It is possible to open a business account online in the UK with traditional banks, however, in practise your options might be limited. This is usually due to the UK’s strict Know Your Customer (KYC) rules. Banks must be able to fully verify the identity of any individuals, and the proper registration of a business, to offer an account. Some companies have this figured out and have great solutions to comply with KYC rules online - others do not.

The options you may run into include:

  • Some banks simply do not allow you to open an account online
  • Some allow you to start the application online but require an in person signature prior to beginning operating
  • Some banks insist on a UK based representative, even if the business owner is non-resident
  • Some banks and fintech providers allow digital verification processes to get your account open and operating entirely online

The only real way to work out whether you’ll be able to open an account in the UK that suits your needs online is to do some research. We’ll cover a few options later, including major UK banks and fintech providers, so you know where to begin.

What's the process of opening a business bank account in the UK?

The process for opening an account varies a lot between providers. If you choose a traditional bank, you’ll need to assemble your supporting documents, and may need to visit a branch to hand in paperwork and give a signature. You may also need an opening deposit to get started.

With online alternative providers you’ll be able to upload required documents and ID online or using your mobile device. This is typically a quicker process compared to the in person application processes employed by some mainstream banks.

There’s some really useful information on how to open a business bank account as a foreign investor, on the UK government website.

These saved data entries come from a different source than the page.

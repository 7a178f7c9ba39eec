use super::{ScriptExecutor, ScriptResult};
use crate::sandbox;
use crate::security::check_command;
use std::path::Path;
use std::process::Command;

impl ScriptExecutor {
    /// Check `command` against the blocklist, then run it with
    /// `<shell> -c` inside `workspace`.
    pub fn run_bash(
        &self,
        command: &str,
        workspace: &Path,
        timeout_secs: u64,
        stdin: Option<&str>,
    ) -> ScriptResult {
        if let Err(blocked) = check_command(command) {
            tracing::info!(pattern = %blocked.pattern, "shell command rejected");
            return ScriptResult::rejected(blocked.to_string());
        }

        let root = match self.prepare_workspace(workspace) {
            Ok(root) => root,
            Err(rejected) => return rejected,
        };
        let timeout = self.config.clamp_timeout(timeout_secs);

        let mut cmd = Command::new(&self.config.shell);
        cmd.arg("-c")
            .arg(command)
            .current_dir(&root)
            .env("WORKSPACE", &root);

        let run = sandbox::run(cmd, &self.run_spec(timeout, stdin));
        self.finish(run, timeout, "Script")
    }
}
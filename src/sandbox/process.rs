use super::{limits, Outcome, ProcessOutput, RunSpec, SandboxError};
use std::io::{self, Read, Write};
use std::process::{Child, Command, ExitStatus, Stdio};
use std::sync::mpsc::{self, RecvTimeoutError, Sender};
use std::thread;
use std::time::{Duration, Instant};
use wait_timeout::ChildExt;

#[derive(Debug, Clone, Copy)]
enum Stream {
    Stdout,
    Stderr,
}

/// Spawn `cmd` and wait for it under `spec`.
///
/// Stdout and stderr are drained by reader threads while the child runs, so
/// a chatty child can't fill the pipe and stall. On unix the child leads its
/// own process group; when the timeout fires the whole group gets SIGTERM,
/// then SIGKILL after the grace period. If the child exits but something it
/// left in the background keeps the pipes open, the group is killed once the
/// deadline passes.
pub fn run(mut cmd: Command, spec: &RunSpec<'_>) -> Result<ProcessOutput, SandboxError> {
    let program = cmd.get_program().to_string_lossy().into_owned();

    cmd.stdin(if spec.stdin.is_some() {
        Stdio::piped()
    } else {
        Stdio::null()
    })
    .stdout(Stdio::piped())
    .stderr(Stdio::piped());

    #[cfg(unix)]
    {
        use std::os::unix::process::CommandExt;
        cmd.process_group(0);
    }
    limits::apply(&mut cmd, spec.limits);

    let start = Instant::now();
    let mut child = cmd
        .spawn()
        .map_err(|source| SandboxError::Spawn { program, source })?;
    tracing::debug!(pid = child.id(), "spawned child process");

    let (tx, rx) = mpsc::channel();
    if let Some(out) = child.stdout.take() {
        spawn_reader(Stream::Stdout, out, spec.output_cap, tx.clone());
    }
    if let Some(err) = child.stderr.take() {
        spawn_reader(Stream::Stderr, err, spec.output_cap, tx.clone());
    }
    drop(tx);

    if let (Some(mut pipe), Some(input)) = (child.stdin.take(), spec.stdin) {
        let input = input.to_owned();
        thread::spawn(move || {
            // EPIPE if the child exits without reading it all
            let _ = pipe.write_all(input.as_bytes());
        });
    }

    let mut deadline = start + spec.timeout;
    let outcome = match child.wait_timeout(spec.timeout) {
        Ok(Some(status)) => Outcome::Exited(exit_code(status)),
        Ok(None) => {
            tracing::warn!(
                pid = child.id(),
                timeout_secs = spec.timeout.as_secs(),
                "child exceeded its time budget, terminating"
            );
            terminate(&mut child, spec.kill_grace);
            // the group is dead, readers only need to hit EOF
            deadline = Instant::now() + spec.kill_grace;
            Outcome::TimedOut
        }
        Err(e) => {
            kill_group(&child);
            let _ = child.kill();
            let _ = child.wait();
            return Err(SandboxError::Wait(e));
        }
    };

    let (stdout, stderr) = collect(&rx, &child, deadline, spec.kill_grace);
    let elapsed = start.elapsed();
    tracing::debug!(?outcome, elapsed_ms = elapsed.as_millis() as u64, "child finished");

    Ok(ProcessOutput {
        outcome,
        stdout: String::from_utf8_lossy(&stdout).into_owned(),
        stderr: String::from_utf8_lossy(&stderr).into_owned(),
        elapsed,
    })
}

fn spawn_reader<R>(stream: Stream, mut pipe: R, cap: usize, tx: Sender<(Stream, Vec<u8>)>)
where
    R: Read + Send + 'static,
{
    thread::spawn(move || {
        let mut kept = Vec::new();
        let mut dropped = 0usize;
        let mut buf = [0u8; 8192];
        loop {
            match pipe.read(&mut buf) {
                Ok(0) => break,
                Ok(n) => {
                    let take = n.min(cap.saturating_sub(kept.len()));
                    kept.extend_from_slice(&buf[..take]);
                    dropped += n - take;
                }
                Err(e) if e.kind() == io::ErrorKind::Interrupted => continue,
                Err(_) => break,
            }
        }
        if dropped > 0 {
            tracing::warn!(?stream, cap, dropped, "output exceeded cap, discarding the rest");
        }
        let _ = tx.send((stream, kept));
    });
}

/// Gather both streams. Readers normally finish as soon as the child exits;
/// if the pipes are still held open at the deadline the group is killed and
/// readers get one grace period to report before being abandoned.
fn collect(
    rx: &mpsc::Receiver<(Stream, Vec<u8>)>,
    child: &Child,
    deadline: Instant,
    grace: Duration,
) -> (Vec<u8>, Vec<u8>) {
    let mut stdout = Vec::new();
    let mut stderr = Vec::new();
    let mut killed = false;

    loop {
        let wait = if killed {
            grace
        } else {
            deadline.saturating_duration_since(Instant::now())
        };
        match rx.recv_timeout(wait) {
            Ok((Stream::Stdout, bytes)) => stdout = bytes,
            Ok((Stream::Stderr, bytes)) => stderr = bytes,
            Err(RecvTimeoutError::Disconnected) => break,
            Err(RecvTimeoutError::Timeout) if !killed => {
                tracing::warn!(
                    pid = child.id(),
                    "output pipes still open at the deadline, killing process group"
                );
                kill_group(child);
                killed = true;
            }
            Err(RecvTimeoutError::Timeout) => {
                tracing::warn!(pid = child.id(), "abandoning output readers");
                break;
            }
        }
    }
    (stdout, stderr)
}

fn terminate(child: &mut Child, grace: Duration) {
    signal_group(child, GroupSignal::Term);
    match child.wait_timeout(grace) {
        Ok(Some(_)) => {}
        Ok(None) => tracing::debug!(pid = child.id(), "ignored SIGTERM, sending SIGKILL"),
        Err(e) => tracing::warn!(pid = child.id(), "wait after SIGTERM failed: {}", e),
    }
    // stragglers left in the group after the leader exited
    kill_group(child);
    let _ = child.kill();
    let _ = child.wait();
}

fn kill_group(child: &Child) {
    signal_group(child, GroupSignal::Kill);
}

#[derive(Debug, Clone, Copy)]
enum GroupSignal {
    Term,
    Kill,
}

#[cfg(unix)]
fn signal_group(child: &Child, signal: GroupSignal) {
    use nix::errno::Errno;
    use nix::sys::signal::{killpg, Signal};
    use nix::unistd::Pid;

    let sig = match signal {
        GroupSignal::Term => Signal::SIGTERM,
        GroupSignal::Kill => Signal::SIGKILL,
    };
    match killpg(Pid::from_raw(child.id() as i32), sig) {
        Ok(()) | Err(Errno::ESRCH) => {}
        Err(e) => tracing::warn!(pid = child.id(), "killpg({}) failed: {}", sig, e),
    }
}

#[cfg(not(unix))]
fn signal_group(_child: &Child, _signal: GroupSignal) {}

fn exit_code(status: ExitStatus) -> i32 {
    #[cfg(unix)]
    {
        use std::os::unix::process::ExitStatusExt;
        if let Some(signal) = status.signal() {
            return -signal;
        }
    }
    status.code().unwrap_or(-1)
}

What documents do you need to open a UK business bank account?

The exact documents and information you need when opening a UK business account will vary by provider, and also depending on the type of business you run. You’ll want to check the full details of your chosen account before you begin your application. 

It’s common to be asked for:

  • Personal information, ID and addresses for owners, partners, and anyone who controls 10% or more of the business
  • Business contact details and address, including online and social presence
  • Business plan, financial history if any, and forecasts
  • If you have a limited company you’ll need your Companies House registration number
  • An opening deposit

Any other requirements to open a business bank account in the UK?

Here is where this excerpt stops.